Die Quadratur des Kreises gehört zu den populärsten Problemen der Mathematik. Ein ähnlich kniffeliges Problem stellt die barrierefreie Erschließung von Schloss Aschach (Landkreis Bad Kissingen) dar. Fast 500.000 Euro will der Bezirk Unterfranken investieren, um das historische Gebäude hoch über der Fränkischen Saale auch Menschen mit Behinderung zugänglich zu machen.


Das hat der Bau- und Umweltausschuss auf seiner Sitzung am Donnerstag einstimmig beschlossen. Der verantwortliche Architekt Klaus-Jürgen Edelhäuser, der den Bezirksräten seine Planungen vorstellte, bekam dennoch mit auf den Weg, eine Alternative für den Außenaufzug zu suchen. Dies geht aus einer Pressemitteilung des Bezirks Unterfranken hervor.


Museum für alle zugänglich

Das vorgelegte Konzept sieht zum einen den Bau eines Aufzugs im Bereich der Außentreppe vor, der bis auf die Höhe des Haupteingangs führen soll, und zum anderen einen weiteren Aufzug über alle Etagen im Innern des Gebäudes. Gehbehinderte und Rollstuhlfahrer sollen so jeden Teil des Museum erreichen können. Bezirkstagspräsident Erwin Dotzel (CSU) erinnerte in diesem Zusammenhang an die große Bedeutung der Inklusion für den Bezirk.

Andererseits ist Schloss Aschach ein weit über die unterfränkischen Grenzen hinaus bekanntes historisch bedeutendes Bauwerk, dessen Charakter für die Nachwelt erhalten werden müsse. Architekt Edelhäuser legte in seinem Konzept deshalb großen Wert darauf, die Aufzüge möglichst unauffällig in das alte Gemäuer zu integrieren.
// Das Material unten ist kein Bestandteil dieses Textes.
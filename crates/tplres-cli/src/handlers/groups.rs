//! Groups command handler.
//!
//! Shows how the matched templates partition into template groups and which
//! group, if any, resolution would select.

use std::path::Path;

use anyhow::Result;
use tplres_core::{Candidate, GroupResolution};

use crate::bootstrap::CliConfig;
use crate::error::CliError;
use crate::handlers::check_language;
use crate::handlers::resolve::build_resolver;
use crate::manifest::load_manifest;
use crate::presentation::{join_or_dash, print_separator, truncate_string};

/// Execute the groups command.
pub fn execute(config: &CliConfig, manifest: &Path, language: Option<&str>) -> Result<i32> {
    check_language(language)?;
    let templates = load_manifest(manifest).map_err(CliError::from)?;
    let resolver = build_resolver(config, templates, language);

    if resolver.groups().len() == 0 {
        println!("No templates in manifest.");
        return Ok(0);
    }

    println!(
        "{:<30} {:<9} {:<9} {:<15} Short names",
        "Group", "Templates", "Invokable", "Languages"
    );
    print_separator(90);

    for group in resolver.groups() {
        let label = if group.is_ungrouped() {
            group.templates().next().map_or("", Candidate::identity)
        } else {
            group.identity()
        };
        let mut short_names: Vec<&str> = Vec::new();
        for template in group.templates() {
            for name in &template.template.short_names {
                if !short_names.contains(&name.as_str()) {
                    short_names.push(name);
                }
            }
        }

        println!(
            "{:<30} {:<9} {:<9} {:<15} {}",
            truncate_string(label, 29),
            group.len(),
            group.invokable_templates().count(),
            truncate_string(&join_or_dash(&group.languages()), 14),
            join_or_dash(&short_names)
        );
    }

    println!();
    match resolver.group_resolution() {
        GroupResolution::SingleMatch(group) if group.is_ungrouped() => {
            println!("Selected: ungrouped template");
        }
        GroupResolution::SingleMatch(group) => println!("Selected group: {}", group.identity()),
        GroupResolution::Ambiguous => println!("Group selection is ambiguous."),
        GroupResolution::NoMatch => println!("No group selected."),
    }

    Ok(0)
}
//! CLI entry point - the composition root.
//!
//! Parses arguments, installs logging, loads configuration and dispatches to
//! a handler. The handler's exit code becomes the process exit code.

use clap::{CommandFactory, Parser};

use tplres_cli::error::exit_code_for;
use tplres_cli::handlers::{self, resolve::ResolveArgs};
use tplres_cli::{Cli, CliConfig, Commands, init_tracing};

fn run(cli: Cli) -> anyhow::Result<i32> {
    let Some(command) = cli.command else {
        // No command provided - show help
        Cli::command().print_help()?;
        return Ok(0);
    };

    let config = CliConfig::load(cli.default_language.as_deref())?;

    match command {
        Commands::Resolve {
            manifest,
            language,
            detailed_help,
            json,
        } => {
            let args = ResolveArgs {
                manifest,
                language,
                detailed_help,
                json,
            };
            handlers::resolve::execute(&config, &args)
        }
        Commands::Groups { manifest, language } => {
            handlers::groups::execute(&config, &manifest, language.as_deref())
        }
        Commands::Contents { package } => handlers::contents::execute(&package),
    }
}

fn main() {
    // Load environment variables
    dotenvy::dotenv().ok();

    let cli = Cli::parse();
    init_tracing(cli.verbose);

    let code = match run(cli) {
        Ok(code) => code,
        Err(err) => {
            eprintln!("Error: {err:#}");
            exit_code_for(&err)
        }
    };

    std::process::exit(code);
}
//! Core domain types and resolution logic for tplres.
//!
//! The crate answers one question: given templates that an upstream matcher
//! already scored against the user's input, which single template should be
//! invoked, and if none, why not.
//!
//! - [`domain`]: template metadata, match dispositions and the [`Candidate`]
//!   seam the resolver consumes
//! - [`resolution`]: grouping, group resolution, candidate resolution and the
//!   detailed-help selection, all memoized per [`TemplateResolver`]
//! - [`language`]: turns a requested or configured language into dispositions
//! - [`settings`]: user-configurable defaults

#![deny(unused_crate_dependencies)]

pub mod domain;
pub mod language;
pub mod resolution;
pub mod settings;
pub mod utils;

// Re-export commonly used types for convenience
pub use domain::{Candidate, MatchDisposition, MatchField, MatchKind, TemplateInfo, TemplateMatch};
pub use language::annotate_languages;
pub use resolution::{
    GroupResolution, GroupResolutionStatus, Resolution, ResolutionStatus, TemplateGroup,
    TemplateResolver,
};
pub use settings::{
    DEFAULT_LANGUAGE, DEFAULT_LANGUAGE_ENV, Settings, SettingsError, SettingsUpdate,
    validate_settings,
};

#[cfg(test)]
use serde_json as _;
Architekt muss nachbessern

Mit dem Landesamt für Denkmalpflege seien seine Pläne bereits abgestimmt. Bei dem innenliegenden Lift könne man den Aufzugsschacht so weit in die Mauer versenken, dass die Wände daneben ihre Anmutung behalten. Für Diskussionen sorgte der Lift an der Außenseite, dessen Glasverkleidung nach Ansicht der Bezirksrät allzu wuchtig sei. Sie wünschten eine filigranere Lösung.